Riyad Mahrez and N'Golo Kanté, too, earned plaudits after joining from French sides Le Havre and Caen respectively. This remarkable achievement qualified them for the UEFA Champions League for the first time in the Club’s history.
They reached the quarter-finals after winning their Champions League group and beating FC Sevilla in the Round of 16. They lost 2-1 on aggregate in the last-eight to Atlético Madrid.
On Saturday 27 October 2018, Club Chairman, Khun Vichai Srivaddhanaprabha, was killed in a helicopter accident, alongside four others, outside King Power Stadium.
His son Khun Aiyawatt vowed to continue his father’s legacy. Under the management of former Liverpool and Celtic manager Brendan Rodgers, appointed in February 2019, Leicester City became a regular challenger in the upper regions of the Premier League.
After a fifth-placed finish in 2019/20 - the Club's second best-ever standing in the Premier League era - the Foxes competed in the UEFA Europa League, previously the UEFA Cup, for the first time since its reformation, reaching the Round of 32 stage with victories over SC Braga, Zorya Luhansk and AEK Athens.

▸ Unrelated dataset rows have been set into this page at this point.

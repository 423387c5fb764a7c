//! Paginated workshop item crawling
//!
//! Visits each browse page of the validated catalog in ascending order and
//! extracts the workshop item IDs from the entry anchors. The accumulator
//! is a plain value owned by the crawl and returned to the caller.

use anyhow::{anyhow, Result};
use scraper::{ElementRef, Html, Selector};
use tracing::{info, warn};
use url::Url;

use crate::domain::CrawlRequest;

use super::config::{selectors, WorkshopEndpoints};
use super::error::CrawlError;
use super::page_fetcher::PageFetcher;

pub struct PaginationCrawler {
    fetcher: PageFetcher,
    endpoints: WorkshopEndpoints,
    container_selector: Selector,
    link_selector: Selector,
}

impl PaginationCrawler {
    pub fn new(fetcher: PageFetcher, endpoints: WorkshopEndpoints) -> Result<Self> {
        Ok(Self {
            fetcher,
            endpoints,
            container_selector: compile(selectors::ITEM_CONTAINER)?,
            link_selector: compile(selectors::ITEM_LINK)?,
        })
    }

    /// Crawl the page range and return the collected item IDs in page
    /// order, then anchor document order. Duplicates are preserved.
    ///
    /// An empty range (start past the effective end) performs zero fetches
    /// and yields an empty sequence; a failed page fetch aborts the whole
    /// crawl and discards everything collected so far.
    pub async fn crawl(
        &self,
        request: &CrawlRequest,
        total_pages: u32,
    ) -> Result<Vec<u64>, CrawlError> {
        let end_page = request.effective_end_page(total_pages);
        let mut item_ids = Vec::new();

        for page in request.start_page..=end_page {
            info!("visiting page {page} / {end_page}");

            let url = self.endpoints.browse_page(&request.app_id, page);
            let fetched = self.fetcher.fetch(&url).await?;
            let document = fetched.document();
            self.collect_page_ids(&document, &fetched.final_url, &mut item_ids);
        }

        Ok(item_ids)
    }

    /// Append every item ID found on one page, in document order. Entries
    /// whose link or ID is malformed are logged and skipped.
    fn collect_page_ids(&self, document: &Html, page_url: &Url, item_ids: &mut Vec<u64>) {
        for container in document.select(&self.container_selector) {
            for anchor in container.select(&self.link_selector) {
                if let Some(id) = item_id_from_anchor(&anchor, page_url) {
                    item_ids.push(id);
                }
            }
        }
    }
}

/// Parse the workshop item ID out of one entry anchor's `href`.
fn item_id_from_anchor(anchor: &ElementRef<'_>, page_url: &Url) -> Option<u64> {
    let href = anchor.value().attr("href")?;

    let target = match Url::parse(href).or_else(|_| page_url.join(href)) {
        Ok(target) => target,
        Err(e) => {
            warn!("error parsing item URL '{href}': {e}");
            return None;
        }
    };

    let Some(id) = target
        .query_pairs()
        .find(|(key, _)| key.as_ref() == "id")
        .map(|(_, value)| value.into_owned())
    else {
        warn!("item URL '{href}' carries no id parameter");
        return None;
    };

    match id.parse::<u64>() {
        Ok(id) => Some(id),
        Err(e) => {
            warn!("error parsing item ID '{id}': {e}");
            None
        }
    }
}

fn compile(selector: &str) -> Result<Selector> {
    Selector::parse(selector).map_err(|e| anyhow!("invalid selector '{selector}': {e}"))
}

#[cfg(test)]
mod tests {
    use std::time::Duration;

    use super::*;
    use crate::infrastructure::config::{steam, CrawlerConfig};
    use crate::infrastructure::rate_limiter::RateLimiter;

    fn crawler() -> PaginationCrawler {
        let limiter = RateLimiter::new(Duration::ZERO, Duration::ZERO);
        let fetcher = PageFetcher::new(&CrawlerConfig::default(), limiter).unwrap();
        let endpoints = WorkshopEndpoints::new(steam::BASE_URL).unwrap();
        PaginationCrawler::new(fetcher, endpoints).unwrap()
    }

    fn page_url() -> Url {
        Url::parse("https://steamcommunity.com/workshop/browse/?appid=108600&p=1").unwrap()
    }

    fn listing(anchors: &str) -> Html {
        Html::parse_document(&format!(
            "<div class=\"workshopBrowseItems\"><div>{anchors}</div></div>"
        ))
    }

    #[test]
    fn ids_are_collected_in_document_order() {
        let document = listing(
            "<a class=\"ugc\" href=\"https://steamcommunity.com/sharedfiles/filedetails/?id=111\"></a>\
             <a class=\"ugc\" href=\"https://steamcommunity.com/sharedfiles/filedetails/?id=222\"></a>",
        );

        let mut item_ids = Vec::new();
        crawler().collect_page_ids(&document, &page_url(), &mut item_ids);
        assert_eq!(item_ids, vec![111, 222]);
    }

    #[test]
    fn duplicate_ids_are_preserved() {
        let document = listing(
            "<a class=\"ugc\" href=\"/sharedfiles/filedetails/?id=7\"></a>\
             <a class=\"ugc\" href=\"/sharedfiles/filedetails/?id=7\"></a>",
        );

        let mut item_ids = Vec::new();
        crawler().collect_page_ids(&document, &page_url(), &mut item_ids);
        assert_eq!(item_ids, vec![7, 7]);
    }

    #[test]
    fn malformed_id_skips_only_that_anchor() {
        let document = listing(
            "<a class=\"ugc\" href=\"/sharedfiles/filedetails/?id=not-a-number\"></a>\
             <a class=\"ugc\" href=\"/sharedfiles/filedetails/?id=456\"></a>",
        );

        let mut item_ids = Vec::new();
        crawler().collect_page_ids(&document, &page_url(), &mut item_ids);
        assert_eq!(item_ids, vec![456]);
    }

    #[test]
    fn anchors_outside_the_item_grid_are_ignored() {
        let document = Html::parse_document(
            "<div class=\"sidebar\">\
             <a class=\"ugc\" href=\"/sharedfiles/filedetails/?id=999\"></a></div>",
        );

        let mut item_ids = Vec::new();
        crawler().collect_page_ids(&document, &page_url(), &mut item_ids);
        assert!(item_ids.is_empty());
    }

    #[test]
    fn relative_hrefs_resolve_against_the_page_url() {
        let document = listing("<a class=\"ugc\" href=\"?id=31337\"></a>");

        let mut item_ids = Vec::new();
        crawler().collect_page_ids(&document, &page_url(), &mut item_ids);
        assert_eq!(item_ids, vec![31337]);
    }
}
//! Core domain types for a workshop crawl session
//!
//! A crawl is described once by a [`CrawlRequest`], enriched with the
//! catalog facts discovered during validation ([`CatalogInfo`]) and ends in
//! a [`CrawlOutput`] that the writer consumes exactly once.

use std::time::Duration;

use crate::infrastructure::error::CrawlError;

/// Immutable description of one crawl run, built from the CLI parameters.
#[derive(Debug, Clone)]
pub struct CrawlRequest {
    /// Numeric Steam app ID of the game whose workshop is crawled
    pub app_id: String,

    /// First workshop page to visit (1-based)
    pub start_page: u32,

    /// Last page to visit; 0 means "use the discovered total page count"
    pub end_page: u32,

    /// Fixed delay applied before every request
    pub delay: Duration,

    /// Upper bound of the random extra delay added on top of `delay`
    pub jitter: Duration,
}

impl CrawlRequest {
    /// Validate the raw invocation parameters into a request.
    ///
    /// The app ID must be a non-empty string of ASCII digits; anything else
    /// is a usage error and is rejected before any network activity.
    pub fn new(
        app_id: &str,
        start_page: u32,
        end_page: u32,
        delay: Duration,
        jitter: Duration,
    ) -> Result<Self, CrawlError> {
        if app_id.is_empty() {
            return Err(CrawlError::usage("the Steam game ID is required"));
        }
        if !app_id.bytes().all(|b| b.is_ascii_digit()) {
            return Err(CrawlError::usage(format!(
                "the Steam game ID must be numeric, got '{app_id}'"
            )));
        }
        if start_page == 0 {
            return Err(CrawlError::usage("start page must be at least 1"));
        }

        Ok(Self {
            app_id: app_id.to_string(),
            start_page,
            end_page,
            delay,
            jitter,
        })
    }

    /// Upper bound of the page loop: an explicit end page wins over the
    /// total discovered during validation, even when it exceeds it.
    pub fn effective_end_page(&self, total_pages: u32) -> u32 {
        if self.end_page > 0 {
            self.end_page
        } else {
            total_pages
        }
    }
}

/// Catalog facts extracted from the workshop browse front page.
#[derive(Debug, Clone, PartialEq, Eq)]
pub struct CatalogInfo {
    /// Resolved game name; empty when the name container was absent
    pub app_name: String,

    /// Total page count from the paging controls; 0 for a single-page
    /// catalog without controls
    pub total_pages: u32,
}

/// Final result of a crawl: the resolved name plus the ordered,
/// duplicate-preserving item ID sequence.
#[derive(Debug, Clone, PartialEq, Eq)]
pub struct CrawlOutput {
    pub app_id: String,
    pub app_name: String,
    pub item_ids: Vec<u64>,
}

impl CrawlOutput {
    /// File name the IDs are persisted under: `"<app_id> - <name>.txt"`.
    pub fn file_name(&self) -> String {
        format!("{} - {}.txt", self.app_id, self.app_name)
    }
}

In May, meanwhile, a 137-year wait for Leicester City's first FA Cup success finally came to an end. After beating Stoke City, Brentford, Brighton & Hove Albion, Manchester United and Southampton in earlier rounds, the Foxes faced Chelsea in the final at Wembley Stadium on 15 May, 2021.
Due to the COVID-19 pandemic, games had been staged behind closed doors for over a year, but as part of a test event, up to 22,000 spectators were permitted to attend - including over 6,000 members of the Foxes faithful.
They watched on euphorically as Youri Tielemans' stunning second-half strike secured a 1-0 win at the national stadium, sparking jubilant celebrations inside Wembley, back in Leicestershire and around the world.
It meant Leicester City had now won every major honour in English football - the Premier League, the FA Cup and the League Cup.